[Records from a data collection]
⟨

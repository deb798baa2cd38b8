mod cli;
mod infra;
mod report;
mod routes;
mod server;

use polls::error::AppError;

pub async fn run() -> Result<(), AppError> {
    cli::run().await
}
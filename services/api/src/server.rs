use crate::cli::ServeArgs;
use crate::infra::{AppState, InMemoryPollRepository};
use crate::routes::with_poll_routes;
use axum::Extension;
use axum_prometheus::PrometheusMetricLayer;
use chrono::Utc;
use polls::config::AppConfig;
use polls::error::AppError;
use polls::polls::{PollFixture, PollService};
use polls::telemetry;
use std::sync::atomic::Ordering;
use std::sync::Arc;
use tracing::{info, warn};

pub(crate) async fn run(mut args: ServeArgs) -> Result<(), AppError> {
    let mut config = AppConfig::load()?;

    if let Some(host) = args.host.take() {
        config.server.host = host;
    }
    if let Some(port) = args.port.take() {
        config.server.port = port;
    }

    telemetry::init(&config.telemetry)?;

    let repository = Arc::new(InMemoryPollRepository::default());
    match &config.storage.fixture {
        Some(path) => {
            let summary =
                PollFixture::from_path(path)?.load_into(repository.as_ref(), Utc::now())?;
            info!(
                fixture = %path.display(),
                polls = summary.polls,
                choices = summary.choices,
                "poll store seeded"
            );
        }
        None => warn!("POLLS_FIXTURE not set; starting with an empty poll store"),
    }

    let (prometheus_layer, prometheus_handle) = PrometheusMetricLayer::pair();
    let readiness_flag = Arc::new(std::sync::atomic::AtomicBool::new(false));
    let app_state = AppState {
        readiness: readiness_flag.clone(),
        metrics: Arc::new(prometheus_handle),
    };

    let poll_service = Arc::new(PollService::new(repository));

    let app = with_poll_routes(poll_service)
        .layer(Extension(app_state))
        .layer(prometheus_layer);

    let addr = config.server.socket_addr()?;
    let listener = tokio::net::TcpListener::bind(addr).await?;
    readiness_flag.store(true, Ordering::Release);

    info!(?config.environment, %addr, "polls service ready");

    axum::serve(listener, app).await?;
    Ok(())
}
use crate::report::{run_poll_list, run_poll_results, PollListArgs, PollResultsArgs};
use crate::server;
use clap::{Args, Parser, Subcommand};
use polls::error::AppError;

#[derive(Parser, Debug)]
#[command(
    name = "polls",
    about = "Serve published polls over HTTP or inspect a poll fixture from the command line",
    version
)]
struct Cli {
    #[command(subcommand)]
    command: Option<Command>,
}

#[derive(Subcommand, Debug)]
enum Command {
    /// Start the HTTP service (default command)
    Serve(ServeArgs),
    /// Inspect polls loaded from a JSON fixture
    Polls {
        #[command(subcommand)]
        command: PollsCommand,
    },
}

#[derive(Subcommand, Debug)]
enum PollsCommand {
    /// Print the latest published polls
    List(PollListArgs),
    /// Print vote counts for one poll
    Results(PollResultsArgs),
}

#[derive(Args, Debug, Default)]
pub(crate) struct ServeArgs {
    /// Override the configured host for the HTTP server
    #[arg(long)]
    pub(crate) host: Option<String>,
    /// Override the configured port for the HTTP server
    #[arg(long)]
    pub(crate) port: Option<u16>,
}

pub(crate) async fn run() -> Result<(), AppError> {
    let cli = Cli::parse();
    let command = cli
        .command
        .unwrap_or_else(|| Command::Serve(ServeArgs::default()));

    match command {
        Command::Serve(args) => server::run(args).await,
        Command::Polls {
            command: PollsCommand::List(args),
        } => run_poll_list(args),
        Command::Polls {
            command: PollsCommand::Results(args),
        } => run_poll_results(args),
    }
}
pub mod config;
pub mod error;
pub mod polls;
pub mod telemetry;
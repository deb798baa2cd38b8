use crate::config::ConfigError;
use crate::polls::{FixtureError, PollServiceError};
use crate::telemetry::TelemetryError;
use axum::http::StatusCode;
use axum::response::{IntoResponse, Response};
use axum::Json;
use serde_json::json;
use std::fmt;

#[derive(Debug)]
pub enum AppError {
    Config(ConfigError),
    Telemetry(TelemetryError),
    Io(std::io::Error),
    Server(axum::Error),
    Fixture(FixtureError),
    Poll(PollServiceError),
}

impl fmt::Display for AppError {
    fn fmt(&self, f: &mut fmt::Formatter<'_>) -> fmt::Result {
        match self {
            AppError::Config(err) => write!(f, "configuration error: {}", err),
            AppError::Telemetry(err) => write!(f, "telemetry error: {}", err),
            AppError::Io(err) => write!(f, "io error: {}", err),
            AppError::Server(err) => write!(f, "server error: {}", err),
            AppError::Fixture(err) => write!(f, "fixture error: {}", err),
            AppError::Poll(err) => write!(f, "poll error: {}", err),
        }
    }
}

impl std::error::Error for AppError {
    fn source(&self) -> Option<&(dyn std::error::Error + 'static)> {
        match self {
            AppError::Config(err) => Some(err),
            AppError::Telemetry(err) => Some(err),
            AppError::Io(err) => Some(err),
            AppError::Server(err) => Some(err),
            AppError::Fixture(err) => Some(err),
            AppError::Poll(err) => Some(err),
        }
    }
}

impl IntoResponse for AppError {
    fn into_response(self) -> Response {
        let status = match self {
            AppError::Fixture(_) => StatusCode::BAD_REQUEST,
            AppError::Poll(PollServiceError::NotFound(_)) => StatusCode::NOT_FOUND,
            AppError::Poll(PollServiceError::MissingChoice { .. }) => {
                StatusCode::UNPROCESSABLE_ENTITY
            }
            AppError::Poll(PollServiceError::Repository(_)) => StatusCode::INTERNAL_SERVER_ERROR,
            AppError::Config(_)
            | AppError::Telemetry(_)
            | AppError::Io(_)
            | AppError::Server(_) => StatusCode::INTERNAL_SERVER_ERROR,
        };

        let body = Json(json!({ "error": self.to_string() }));
        (status, body).into_response()
    }
}

impl From<ConfigError> for AppError {
    fn from(value: ConfigError) -> Self {
        Self::Config(value)
    }
}

impl From<TelemetryError> for AppError {
    fn from(value: TelemetryError) -> Self {
        Self::Telemetry(value)
    }
}

impl From<std::io::Error> for AppError {
    fn from(value: std::io::Error) -> Self {
        Self::Io(value)
    }
}

impl From<axum::Error> for AppError {
    fn from(value: axum::Error) -> Self {
        Self::Server(value)
    }
}

impl From<FixtureError> for AppError {
    fn from(value: FixtureError) -> Self {
        Self::Fixture(value)
    }
}

impl From<PollServiceError> for AppError {
    fn from(value: PollServiceError) -> Self {
        Self::Poll(value)
    }
}
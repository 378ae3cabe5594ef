//! Test doubles shared by unit and integration tests.

use async_trait::async_trait;
use std::collections::VecDeque;
use std::sync::Mutex;
use symptom_core::{
    CompletionClient, CompletionError, CompletionOptions, CompletionResult, Message,
};

/// A recorded `complete` call
#[derive(Debug, Clone)]
pub struct RecordedCall {
    pub messages: Vec<Message>,
    pub options: CompletionOptions,
}

/// Completion client that replays canned results in order
#[derive(Debug, Default)]
pub struct ScriptedClient {
    replies: Mutex<VecDeque<CompletionResult<String>>>,
    calls: Mutex<Vec<RecordedCall>>,
}

impl ScriptedClient {
    pub fn new(replies: Vec<CompletionResult<String>>) -> Self {
        Self {
            replies: Mutex::new(replies.into()),
            calls: Mutex::new(Vec::new()),
        }
    }

    pub fn calls(&self) -> Vec<RecordedCall> {
        self.calls.lock().unwrap().clone()
    }
}

#[async_trait]
impl CompletionClient for ScriptedClient {
    async fn complete(
        &self,
        messages: &[Message],
        options: CompletionOptions,
    ) -> CompletionResult<String> {
        self.calls.lock().unwrap().push(RecordedCall {
            messages: messages.to_vec(),
            options,
        });
        self.replies
            .lock()
            .unwrap()
            .pop_front()
            .unwrap_or_else(|| Err(CompletionError::Unavailable("script exhausted".into())))
    }

    fn model_name(&self) -> String {
        "scripted".to_string()
    }
}
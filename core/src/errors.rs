use thiserror::Error;

/// Errors raised while talking to the completion service
#[derive(Error, Debug)]
pub enum CompletionError {
    #[error("Configuration Error: {0}")]
    ConfigError(String),

    #[error("Completion request timed out: {0}")]
    Timeout(String),

    #[error("Completion service unavailable: {0}")]
    Unavailable(String),

    #[error("HTTP Error: {status_code} - {message}")]
    HttpError { status_code: u16, message: String },

    #[error("Malformed completion response: {0}")]
    MalformedResponse(String),
}

impl CompletionError {
    /// Classify a transport error coming out of reqwest.
    pub(crate) fn from_transport(err: reqwest::Error) -> Self {
        if err.is_timeout() {
            CompletionError::Timeout(err.to_string())
        } else if err.is_decode() {
            CompletionError::MalformedResponse(err.to_string())
        } else {
            CompletionError::Unavailable(err.to_string())
        }
    }
}

/// Result type for completion operations
pub type CompletionResult<T> = Result<T, CompletionError>;
//! Feedback storage for the relay
//!
//! Feedback records are arbitrary JSON objects submitted by clients. They are
//! appended to a store behind the `FeedbackStore` trait and listed back in
//! insertion order. The only shipped backend keeps them in process memory.

pub mod adapters;
pub mod store;

pub use adapters::InMemoryFeedbackStore;
pub use store::{FeedbackRecord, FeedbackStore, FeedbackStoreError, FeedbackStoreRef};
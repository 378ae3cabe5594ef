// Shared completion-service plumbing for the symptom relay:
// - Chat completion client trait and the OpenAI-compatible implementation
// - Chat message types
// - Model configuration loading
// - Completion error type

pub mod client;
pub use client::*;

pub mod types;
pub use types::*;

pub mod config;
pub use config::*;

pub mod errors;
pub use errors::*;
use std::sync::RwLock;

use async_trait::async_trait;
use tracing::debug;

use crate::feedback::store::{FeedbackRecord, FeedbackStore, FeedbackStoreError};

/// In-memory implementation of FeedbackStore. Contents are lost on restart.
#[derive(Debug, Default)]
pub struct InMemoryFeedbackStore {
    records: RwLock<Vec<FeedbackRecord>>,
}

impl InMemoryFeedbackStore {
    pub fn new() -> Self {
        Self::default()
    }
}

#[async_trait]
impl FeedbackStore for InMemoryFeedbackStore {
    async fn append(&self, record: FeedbackRecord) -> Result<(), FeedbackStoreError> {
        let mut records = self.records.write().map_err(|e| {
            FeedbackStoreError::StorageError(format!("Failed to acquire write lock: {}", e))
        })?;

        records.push(record);
        debug!(total = records.len(), "Stored feedback record");
        Ok(())
    }

    async fn list_all(&self) -> Result<Vec<FeedbackRecord>, FeedbackStoreError> {
        let records = self.records.read().map_err(|e| {
            FeedbackStoreError::StorageError(format!("Failed to acquire read lock: {}", e))
        })?;

        Ok(records.clone())
    }

    async fn len(&self) -> Result<usize, FeedbackStoreError> {
        let records = self.records.read().map_err(|e| {
            FeedbackStoreError::StorageError(format!("Failed to acquire read lock: {}", e))
        })?;

        Ok(records.len())
    }
}

#[cfg(test)]
mod tests {
    use super::*;
    use serde_json::json;
    use std::sync::Arc;

    fn record(value: serde_json::Value) -> FeedbackRecord {
        value.as_object().cloned().unwrap()
    }

    #[tokio::test]
    async fn test_append_then_list_returns_in_order() {
        let store = InMemoryFeedbackStore::new();
        store.append(record(json!({"rating": 5}))).await.unwrap();
        store.append(record(json!({"rating": 3}))).await.unwrap();

        let all = store.list_all().await.unwrap();
        assert_eq!(all, vec![record(json!({"rating": 5})), record(json!({"rating": 3}))]);
    }

    #[tokio::test]
    async fn test_latest_append_is_last() {
        let store = InMemoryFeedbackStore::new();
        store.append(record(json!({"message": "first"}))).await.unwrap();

        let submitted = record(json!({"message": "take rest", "wasHelpful": true, "tags": ["a", 1]}));
        store.append(submitted.clone()).await.unwrap();

        let all = store.list_all().await.unwrap();
        assert_eq!(all.last(), Some(&submitted));
        assert_eq!(all[0], record(json!({"message": "first"})));
    }

    #[tokio::test]
    async fn test_duplicates_and_empty_records_are_kept() {
        let store = InMemoryFeedbackStore::new();
        store.append(FeedbackRecord::new()).await.unwrap();
        store.append(record(json!({"rating": 1}))).await.unwrap();
        store.append(record(json!({"rating": 1}))).await.unwrap();

        assert_eq!(store.len().await.unwrap(), 3);
        assert!(store.list_all().await.unwrap()[0].is_empty());
    }

    #[tokio::test(flavor = "multi_thread", worker_threads = 4)]
    async fn test_concurrent_appends_are_not_lost() {
        let store = Arc::new(InMemoryFeedbackStore::new());

        let mut handles = Vec::new();
        for i in 0..64 {
            let store = store.clone();
            handles.push(tokio::spawn(async move {
                store.append(record(json!({ "id": i }))).await.unwrap();
            }));
        }
        for handle in handles {
            handle.await.unwrap();
        }

        let all = store.list_all().await.unwrap();
        assert_eq!(all.len(), 64);
        let mut ids: Vec<i64> = all.iter().map(|r| r["id"].as_i64().unwrap()).collect();
        ids.sort_unstable();
        assert_eq!(ids, (0..64).collect::<Vec<i64>>());
    }
}
//! Lexical confidence score: how many of the matched conditions the model's
//! reply actually talks about.

use serde::Serialize;
use std::sync::Arc;

use crate::keywords::KeywordLibrary;
use crate::matcher::NO_MATCH_SENTINEL;

#[derive(Debug, Clone, Copy, PartialEq, Eq, Serialize)]
pub struct ConfidenceResult {
    pub matched_count: usize,
    pub total_conditions: usize,
    /// Always within 0..=100
    pub confidence_percent: u8,
}

impl ConfidenceResult {
    /// "<n>% confidence"
    pub fn confidence_label(&self) -> String {
        format!("{}% confidence", self.confidence_percent)
    }

    /// "<matched> of <total> matched"
    pub fn match_quality(&self) -> String {
        format!("{} of {} matched", self.matched_count, self.total_conditions)
    }
}

#[derive(Debug, Clone)]
pub struct ConfidenceScorer {
    library: Arc<KeywordLibrary>,
}

impl ConfidenceScorer {
    pub fn new(library: Arc<KeywordLibrary>) -> Self {
        Self { library }
    }

    /// Count the matched conditions whose keywords appear in `reply`.
    ///
    /// Unknown condition names count towards the total but can never match.
    /// The no-match sentinel is not a condition and is skipped entirely.
    pub fn score(&self, reply: &str, matched_conditions: &[String]) -> ConfidenceResult {
        let reply = reply.to_lowercase();
        let conditions: Vec<&String> = matched_conditions
            .iter()
            .filter(|name| name.as_str() != NO_MATCH_SENTINEL)
            .collect();

        let matched_count = conditions
            .iter()
            .filter(|name| {
                self.library
                    .keywords_for(name)
                    .unwrap_or_default()
                    .iter()
                    .any(|keyword| reply.contains(keyword.as_str()))
            })
            .count();
        let total_conditions = conditions.len();

        let confidence_percent = if total_conditions == 0 {
            0
        } else {
            (matched_count * 100 / total_conditions) as u8
        };

        ConfidenceResult {
            matched_count,
            total_conditions,
            confidence_percent,
        }
    }
}

#[cfg(test)]
mod tests {
    use super::*;
    use crate::keywords::ConditionEntry;

    fn scorer() -> ConfidenceScorer {
        ConfidenceScorer::new(Arc::new(KeywordLibrary::default()))
    }

    fn names(items: &[&str]) -> Vec<String> {
        items.iter().map(|s| s.to_string()).collect()
    }

    #[test]
    fn test_empty_conditions_score_zero() {
        let result = scorer().score("anything at all", &[]);
        assert_eq!(
            result,
            ConfidenceResult {
                matched_count: 0,
                total_conditions: 0,
                confidence_percent: 0
            }
        );
        assert_eq!(result.confidence_label(), "0% confidence");
        assert_eq!(result.match_quality(), "0 of 0 matched");
    }

    #[test]
    fn test_sentinel_scores_zero() {
        let result = scorer().score("rest and fluids", &names(&[NO_MATCH_SENTINEL]));
        assert_eq!(result.total_conditions, 0);
        assert_eq!(result.confidence_percent, 0);
    }

    #[test]
    fn test_reply_covering_everything_scores_full() {
        let result = scorer().score(
            "This looks like Influenza; a Heart Attack is unlikely.",
            &names(&["flu", "heart attack"]),
        );
        assert_eq!(result.matched_count, 2);
        assert_eq!(result.confidence_percent, 100);
        assert_eq!(result.confidence_label(), "100% confidence");
    }

    #[test]
    fn test_reply_covering_nothing_scores_zero() {
        let result = scorer().score("Drink water and rest.", &names(&["flu", "gout"]));
        assert_eq!(result.matched_count, 0);
        assert_eq!(result.total_conditions, 2);
        assert_eq!(result.confidence_percent, 0);
    }

    #[test]
    fn test_percent_is_floored() {
        let result = scorer().score(
            "Likely the flu.",
            &names(&["flu", "measles", "gout"]),
        );
        assert_eq!(result.matched_count, 1);
        assert_eq!(result.confidence_percent, 33);
        assert_eq!(result.match_quality(), "1 of 3 matched");
    }

    #[test]
    fn test_unknown_condition_counts_but_never_matches() {
        let result = scorer().score("flu", &names(&["flu", "scurvy"]));
        assert_eq!(result.matched_count, 1);
        assert_eq!(result.total_conditions, 2);
        assert_eq!(result.confidence_percent, 50);
    }

    #[test]
    fn test_condition_lookup_is_case_insensitive() {
        let result = scorer().score("possible deep vein thrombosis", &names(&["dvt"]));
        assert_eq!(result.confidence_percent, 100);
    }

    #[test]
    fn test_percent_stays_in_bounds() {
        let library = Arc::new(KeywordLibrary::new(vec![
            ConditionEntry::new("a", ["alpha"]),
            ConditionEntry::new("b", ["beta"]),
            ConditionEntry::new("c", ["gamma"]),
        ]));
        let scorer = ConfidenceScorer::new(library);
        let replies = ["", "alpha", "alpha beta", "alpha beta gamma", "ALPHA GAMMA"];
        let sets = [
            names(&["a"]),
            names(&["a", "b"]),
            names(&["a", "b", "c"]),
            names(&["c", "c", "x"]),
        ];
        for reply in replies {
            for set in &sets {
                let result = scorer.score(reply, set);
                assert!(result.confidence_percent <= 100);
                assert!(result.matched_count <= result.total_conditions);
            }
        }
    }
}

⟩

> [Work required]:
Copy down each line in the entries that has the word "ServeArgs".

> [The completed task]:
use crate::cli::ServeArgs;
pub(crate) async fn run(mut args: ServeArgs) -> Result<(), AppError> {
    Serve(ServeArgs),
pub(crate) struct ServeArgs {
        .unwrap_or_else(|| Command::Serve(ServeArgs::default()));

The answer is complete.